Problem description: Only the opening lines of the listing, through the one with "and as strings.", are to be retyped, each exactly as it stands.

Supplied information:
....

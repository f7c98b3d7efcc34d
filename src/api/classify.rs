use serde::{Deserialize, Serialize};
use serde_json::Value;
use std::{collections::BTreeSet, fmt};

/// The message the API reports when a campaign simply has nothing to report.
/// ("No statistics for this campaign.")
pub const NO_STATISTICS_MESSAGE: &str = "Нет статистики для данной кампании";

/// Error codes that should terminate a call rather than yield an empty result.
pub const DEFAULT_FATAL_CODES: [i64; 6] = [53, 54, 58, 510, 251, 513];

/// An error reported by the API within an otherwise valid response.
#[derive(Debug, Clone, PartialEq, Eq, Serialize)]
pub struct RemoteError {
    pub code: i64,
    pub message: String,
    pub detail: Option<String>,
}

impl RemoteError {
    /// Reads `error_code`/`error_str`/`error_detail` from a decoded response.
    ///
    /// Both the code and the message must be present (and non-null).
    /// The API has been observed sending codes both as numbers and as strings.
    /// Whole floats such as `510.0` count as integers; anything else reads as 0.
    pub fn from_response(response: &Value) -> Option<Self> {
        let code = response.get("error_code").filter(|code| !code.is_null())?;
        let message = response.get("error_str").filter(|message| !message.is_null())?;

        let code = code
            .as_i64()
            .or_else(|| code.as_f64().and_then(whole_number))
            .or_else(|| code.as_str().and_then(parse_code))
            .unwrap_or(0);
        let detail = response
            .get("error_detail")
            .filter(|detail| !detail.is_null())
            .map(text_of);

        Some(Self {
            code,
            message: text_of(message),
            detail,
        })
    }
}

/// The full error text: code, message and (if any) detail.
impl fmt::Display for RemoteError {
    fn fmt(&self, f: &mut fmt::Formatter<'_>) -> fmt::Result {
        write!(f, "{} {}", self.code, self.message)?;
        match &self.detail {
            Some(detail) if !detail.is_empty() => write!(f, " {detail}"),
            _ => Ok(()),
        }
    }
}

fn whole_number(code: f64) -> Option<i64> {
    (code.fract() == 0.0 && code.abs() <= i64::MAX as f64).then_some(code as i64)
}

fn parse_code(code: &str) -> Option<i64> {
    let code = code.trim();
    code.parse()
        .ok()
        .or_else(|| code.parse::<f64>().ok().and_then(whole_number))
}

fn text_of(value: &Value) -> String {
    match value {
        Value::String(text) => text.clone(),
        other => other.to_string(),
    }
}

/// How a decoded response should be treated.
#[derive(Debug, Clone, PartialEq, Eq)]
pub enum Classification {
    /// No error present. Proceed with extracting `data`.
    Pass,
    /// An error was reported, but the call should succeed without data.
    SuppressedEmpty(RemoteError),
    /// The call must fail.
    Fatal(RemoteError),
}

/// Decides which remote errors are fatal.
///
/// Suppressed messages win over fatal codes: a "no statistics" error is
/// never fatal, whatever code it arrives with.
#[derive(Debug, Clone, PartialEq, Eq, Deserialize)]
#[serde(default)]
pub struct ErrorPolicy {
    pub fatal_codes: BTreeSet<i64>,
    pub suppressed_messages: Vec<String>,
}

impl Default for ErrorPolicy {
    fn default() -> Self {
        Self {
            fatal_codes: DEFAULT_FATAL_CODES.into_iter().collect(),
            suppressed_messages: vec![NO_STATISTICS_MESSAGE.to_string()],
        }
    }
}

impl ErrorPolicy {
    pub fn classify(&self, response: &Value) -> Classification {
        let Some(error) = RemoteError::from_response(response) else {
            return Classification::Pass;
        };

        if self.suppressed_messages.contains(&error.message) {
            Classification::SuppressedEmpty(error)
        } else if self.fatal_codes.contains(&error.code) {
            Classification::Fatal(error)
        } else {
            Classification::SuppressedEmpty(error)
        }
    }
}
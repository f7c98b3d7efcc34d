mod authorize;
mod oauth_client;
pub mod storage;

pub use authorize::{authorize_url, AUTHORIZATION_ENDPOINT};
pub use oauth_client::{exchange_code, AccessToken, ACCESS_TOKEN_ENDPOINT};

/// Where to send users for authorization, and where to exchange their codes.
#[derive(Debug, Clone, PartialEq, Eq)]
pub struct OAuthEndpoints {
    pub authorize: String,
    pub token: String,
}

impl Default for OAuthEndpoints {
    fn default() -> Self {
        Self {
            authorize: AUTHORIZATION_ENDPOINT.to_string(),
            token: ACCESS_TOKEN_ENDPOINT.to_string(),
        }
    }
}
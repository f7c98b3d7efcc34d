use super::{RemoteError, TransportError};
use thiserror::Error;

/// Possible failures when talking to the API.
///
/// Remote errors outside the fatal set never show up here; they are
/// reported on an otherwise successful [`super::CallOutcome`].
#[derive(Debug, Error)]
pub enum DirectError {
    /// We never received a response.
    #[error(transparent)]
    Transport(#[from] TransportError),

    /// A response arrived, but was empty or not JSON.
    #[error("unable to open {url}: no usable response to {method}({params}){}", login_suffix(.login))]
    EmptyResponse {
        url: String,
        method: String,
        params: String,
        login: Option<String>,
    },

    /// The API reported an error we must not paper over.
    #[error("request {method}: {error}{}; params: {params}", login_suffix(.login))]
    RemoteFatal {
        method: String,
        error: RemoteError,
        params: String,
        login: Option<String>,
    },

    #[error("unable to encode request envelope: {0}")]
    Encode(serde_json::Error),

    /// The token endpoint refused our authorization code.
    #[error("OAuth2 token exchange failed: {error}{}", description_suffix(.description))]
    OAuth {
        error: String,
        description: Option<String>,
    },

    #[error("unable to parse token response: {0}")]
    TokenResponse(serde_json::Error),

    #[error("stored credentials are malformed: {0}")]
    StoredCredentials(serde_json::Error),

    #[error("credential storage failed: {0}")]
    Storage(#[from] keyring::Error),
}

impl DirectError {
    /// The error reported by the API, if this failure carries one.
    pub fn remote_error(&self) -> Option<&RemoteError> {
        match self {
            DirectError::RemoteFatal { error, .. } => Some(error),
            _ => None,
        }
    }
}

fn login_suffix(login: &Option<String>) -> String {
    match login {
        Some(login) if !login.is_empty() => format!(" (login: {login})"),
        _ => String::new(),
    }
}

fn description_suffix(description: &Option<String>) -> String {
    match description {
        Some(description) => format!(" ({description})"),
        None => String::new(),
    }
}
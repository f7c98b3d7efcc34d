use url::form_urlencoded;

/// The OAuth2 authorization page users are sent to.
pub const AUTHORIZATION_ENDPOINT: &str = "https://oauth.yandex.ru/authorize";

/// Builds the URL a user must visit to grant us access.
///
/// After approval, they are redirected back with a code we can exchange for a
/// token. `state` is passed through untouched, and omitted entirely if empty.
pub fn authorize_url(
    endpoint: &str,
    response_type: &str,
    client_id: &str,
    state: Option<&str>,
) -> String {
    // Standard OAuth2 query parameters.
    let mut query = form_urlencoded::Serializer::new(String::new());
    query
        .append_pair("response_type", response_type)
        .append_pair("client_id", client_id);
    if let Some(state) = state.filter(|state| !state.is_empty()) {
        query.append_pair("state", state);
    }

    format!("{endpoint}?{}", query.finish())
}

....

Finished task:
repository f7c98b3d7efcc34d
filename src/api/classify.rs
use serde::{Deserialize, Serialize};
use serde_json::Value;
use std::{collections::BTreeSet, fmt};

/// The message the API reports when a campaign simply has nothing to report.
/// ("No statistics for this campaign.")
pub const NO_STATISTICS_MESSAGE: &str = "Нет статистики для данной кампании";

/// Error codes that should terminate a call rather than yield an empty result.
pub const DEFAULT_FATAL_CODES: [i64; 6] = [53, 54, 58, 510, 251, 513];

/// An error reported by the API within an otherwise valid response.
#[derive(Debug, Clone, PartialEq, Eq, Serialize)]
pub struct RemoteError {
    pub code: i64,
    pub message: String,
    pub detail: Option<String>,
}

impl RemoteError {
    /// Reads `error_code`/`error_str`/`error_detail` from a decoded response.
    ///
    /// Both the code and the message must be present (and non-null).
    /// The API has been observed sending codes both as numbers and as strings.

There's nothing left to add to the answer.